La declaración de Koldo García ante el Tribunal Supremo ha redefinido el rumbo del caso Ábalos. Su versión apunta a una trama orquestada por Víctor de Aldama, con Jésica Rodríguez como figura central. Esto no solo cambia la narrativa procesal, sino que activa riesgos legales, éticos y de credibilidad para todas las partes involucradas.
¿Por qué Koldo García cambió su versión ante el Supremo?
Koldo García admitió haber mentido en instrucción, específicamente al afirmar que conocía a Jésica Rodríguez antes de su relación con José Luis Ábalos. Ahora sostiene que la conoció a través de Aldama. Su justificación: proteger la intimidad del exministro. Pero ese argumento choca con el principio de veracidad procesal, exigido por el artículo 417 de la Ley de Enjuiciamiento Criminal.
El giro estratégico no es casual
El cambio coincide con la presión creciente sobre la defensa de Ábalos. Al convertir a Jésica en una figura sospechosa, se desvía la atención de las conductas atribuidas al exasesor y al exministro. Es una maniobra clásica de desplazamiento probatorio, aunque con alto costo reputacional.
¿Qué dice la ley sobre la retractación de declaraciones en sede judicial?
La retractación no es ilegal, pero sí sometida a control judicial riguroso. El juez debe valorar su coherencia, motivación y compatibilidad con otros indicios. Si se prueba que la mentira inicial fue deliberada y con ánimo de obstaculizar la investigación, puede configurar el delito de falso testimonio (artículo 458 del Código Penal).
El rol del juez instructor es clave
Leopoldo Puente, juez del Supremo encargado de la instrucción, ahora debe decidir si abre diligencias sobre la posible falta de veracidad procesal. Su resolución influirá en la admisibilidad de futuras pruebas y en la credibilidad de los testigos.
¿Cómo afecta esta estrategia al marco económico del caso?
El caso Ábalos no es solo político: involucra contratos públicos, presuntas comisiones y movimientos financieros vinculados a la gestión de infraestructuras. Al introducir a Aldama como operador central, se reabre la línea de investigación sobre redes de influencia en licitaciones. Esto podría derivar en nuevas imputaciones en la Audiencia Nacional y afectar a empresas adjudicatarias de obras públicas entre 2018 y 2020.

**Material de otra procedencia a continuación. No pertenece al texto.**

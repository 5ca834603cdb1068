//! Service-account identity tokens.
//!
//! Exchanges a Google service-account key for an OpenID Connect identity
//! token via the JWT-bearer grant. The signed assertion carries
//! `target_audience`, so the token endpoint answers with an `id_token`
//! scoped to the registry host.

use std::sync::Arc;
use std::time::Duration;

use async_trait::async_trait;
use base64::engine::general_purpose::URL_SAFE_NO_PAD;
use base64::Engine;
use reqwest::Url;
use ring::rand::SystemRandom;
use ring::signature::{RsaKeyPair, RSA_PKCS1_SHA256};
use serde::{Deserialize, Serialize};

use crate::error::AuthError;
use crate::request::ServiceCredential;
use crate::transport::{Transport, TransportRequest};

const DEFAULT_TOKEN_URI: &str = "https://oauth2.googleapis.com/token";

/// OAuth 2.0 JWT-bearer grant type (RFC 7523).
const JWT_BEARER_GRANT: &str = "urn:ietf:params:oauth:grant-type:jwt-bearer";

/// Assertion lifetime accepted by the token endpoint.
const ASSERTION_LIFETIME_SECS: i64 = 3600;

fn default_token_uri() -> String {
    DEFAULT_TOKEN_URI.to_string()
}

/// The fields of a service-account key file needed to mint tokens.
#[derive(Clone, Deserialize)]
pub struct ServiceAccountKey {
    #[serde(rename = "type", default)]
    pub key_type: Option<String>,
    pub client_email: String,
    pub private_key: String,
    #[serde(default)]
    pub private_key_id: Option<String>,
    #[serde(default = "default_token_uri")]
    pub token_uri: String,
}

impl std::fmt::Debug for ServiceAccountKey {
    fn fmt(&self, f: &mut std::fmt::Formatter<'_>) -> std::fmt::Result {
        f.debug_struct("ServiceAccountKey")
            .field("client_email", &self.client_email)
            .field("private_key_id", &self.private_key_id)
            .field("token_uri", &self.token_uri)
            .finish_non_exhaustive()
    }
}

impl ServiceAccountKey {
    /// Parse the opaque credential blob.
    pub fn parse(credential: &ServiceCredential) -> Result<Self, AuthError> {
        let key: Self = serde_json::from_str(credential.as_str())
            .map_err(|e| AuthError::MalformedCredential(e.to_string()))?;

        if let Some(kind) = key.key_type.as_deref() {
            if kind != "service_account" {
                return Err(AuthError::MalformedCredential(format!(
                    "expected a service_account key, got '{}'",
                    kind
                )));
            }
        }
        if key.client_email.trim().is_empty() {
            return Err(AuthError::MalformedCredential(
                "client_email is empty".to_string(),
            ));
        }
        if key.private_key.trim().is_empty() {
            return Err(AuthError::MalformedCredential(
                "private_key is empty".to_string(),
            ));
        }
        Ok(key)
    }
}

/// Mints identity tokens for an audience.
#[async_trait]
pub trait IdTokenSource: Send + Sync {
    async fn id_token(&self, key: &ServiceAccountKey, audience: &str) -> Result<String, AuthError>;
}

#[derive(Serialize)]
struct JwtHeader<'a> {
    alg: &'a str,
    typ: &'a str,
    #[serde(skip_serializing_if = "Option::is_none")]
    kid: Option<&'a str>,
}

#[derive(Serialize)]
struct AssertionClaims<'a> {
    iss: &'a str,
    aud: &'a str,
    iat: i64,
    exp: i64,
    target_audience: &'a str,
}

#[derive(Deserialize)]
struct TokenResponse {
    #[serde(default)]
    id_token: Option<String>,
}

/// Build and sign the RS256 JWT assertion for the token exchange.
pub fn sign_assertion(
    key: &ServiceAccountKey,
    audience: &str,
    issued_at: i64,
) -> Result<String, AuthError> {
    let key_pair = load_signing_key(&key.private_key)?;

    let header = JwtHeader {
        alg: "RS256",
        typ: "JWT",
        kid: key.private_key_id.as_deref(),
    };
    let claims = AssertionClaims {
        iss: &key.client_email,
        aud: &key.token_uri,
        iat: issued_at,
        exp: issued_at + ASSERTION_LIFETIME_SECS,
        target_audience: audience,
    };

    let header = serde_json::to_vec(&header).map_err(|e| AuthError::Token(e.to_string()))?;
    let claims = serde_json::to_vec(&claims).map_err(|e| AuthError::Token(e.to_string()))?;
    let signing_input = format!(
        "{}.{}",
        URL_SAFE_NO_PAD.encode(header),
        URL_SAFE_NO_PAD.encode(claims)
    );

    let mut signature = vec![0u8; key_pair.public().modulus_len()];
    key_pair
        .sign(
            &RSA_PKCS1_SHA256,
            &SystemRandom::new(),
            signing_input.as_bytes(),
            &mut signature,
        )
        .map_err(|_| AuthError::Token("failed to sign assertion".to_string()))?;

    Ok(format!(
        "{}.{}",
        signing_input,
        URL_SAFE_NO_PAD.encode(signature)
    ))
}

/// Load an RSA key from a PKCS#8 PEM block.
fn load_signing_key(pem: &str) -> Result<RsaKeyPair, AuthError> {
    let mut reader = pem.as_bytes();
    loop {
        match rustls_pemfile::read_one(&mut reader) {
            Ok(Some(rustls_pemfile::Item::Pkcs8Key(der))) => {
                return RsaKeyPair::from_pkcs8(der.secret_pkcs8_der()).map_err(|e| {
                    AuthError::MalformedCredential(format!("private_key rejected: {}", e))
                });
            }
            Ok(Some(_)) => continue,
            Ok(None) => {
                return Err(AuthError::MalformedCredential(
                    "private_key holds no PKCS#8 key".to_string(),
                ))
            }
            Err(e) => {
                return Err(AuthError::MalformedCredential(format!(
                    "private_key is not valid PEM: {}",
                    e
                )))
            }
        }
    }
}

/// Exchanges service-account keys at the key's token endpoint.
pub struct GoogleIdTokenSource {
    transport: Arc<dyn Transport>,
    timeout: Duration,
}

impl GoogleIdTokenSource {
    pub fn new(transport: Arc<dyn Transport>) -> Self {
        Self {
            transport,
            timeout: Duration::from_secs(15),
        }
    }
}

#[async_trait]
impl IdTokenSource for GoogleIdTokenSource {
    async fn id_token(&self, key: &ServiceAccountKey, audience: &str) -> Result<String, AuthError> {
        let token_url = Url::parse(&key.token_uri)
            .map_err(|e| AuthError::MalformedCredential(format!("invalid token_uri: {}", e)))?;

        let assertion = sign_assertion(key, audience, chrono::Utc::now().timestamp())?;
        let body = form_urlencoded::Serializer::new(String::new())
            .append_pair("grant_type", JWT_BEARER_GRANT)
            .append_pair("assertion", &assertion)
            .finish();

        let request = TransportRequest::post(token_url, body.into(), self.timeout)
            .with_header("Content-Type", "application/x-www-form-urlencoded");

        let response = self
            .transport
            .post(request)
            .await
            .map_err(|e| AuthError::Token(e.to_string()))?;

        if response.status != 200 {
            return Err(AuthError::Token(format!(
                "token endpoint answered {}: {}",
                response.status,
                response.body_text()
            )));
        }

        let parsed: TokenResponse = serde_json::from_slice(&response.body)
            .map_err(|e| AuthError::Token(format!("invalid token response: {}", e)))?;

        parsed
            .id_token
            .filter(|t| !t.is_empty())
            .ok_or_else(|| AuthError::Token("token response has no id_token".to_string()))
    }
}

El impacto en la confianza institucional
Según datos del CIS de marzo de 2026, la confianza en la justicia penal ha caído al 41%. Cada cambio de versión en sede suprema alimenta la percepción de instrumentalización procesal, con efectos directos en la inversión pública y la percepción de riesgo regulatorio.
¿Qué implica llamar «prostituta» a una testigo sin pruebas?
Koldo García usó una calificación sin sustento probatorio. Eso no solo vulnera el derecho al honor de Jésica Rodríguez (artículo 18 CE), sino que puede constituir injuria procesal, sancionable con multa o inhabilitación. Su abogado asume un riesgo ético alto: la defensa no justifica la difamación.
La respuesta de la testigo es contundente
Jésica Rodríguez ya negó ante el Supremo haber ejercido la prostitución. Su declaración forma parte del acervo probatorio, y su contradicción con la versión de García activa el deber del tribunal de contrastar testimonios con medios técnicos (geolocalización, registros bancarios, mensajes).
Datos Clave
- Koldo García admitió mentir en instrucción ante el juez Leopoldo Puente.
- Afirmó haber conocido a Jésica Rodríguez a través de Víctor de Aldama, no antes.
- Su versión apunta a una trampa montada por Aldama, con Jésica como agente clave.
- La calificación de «prostituta» carece de prueba documental o pericial.
- El caso está vinculado a contratos públicos de infraestructuras y movilidad entre 2018 y 2020.
- La retractación podría derivar en una imputación por falso testimonio.
El caso Ábalos ya no es solo sobre relaciones personales. Es un litmus test para la integridad procesal, la protección de derechos fundamentales y la transparencia en la gestión pública. Cada declaración en el Supremo redefine no solo destinos individuales, sino la confianza en el sistema.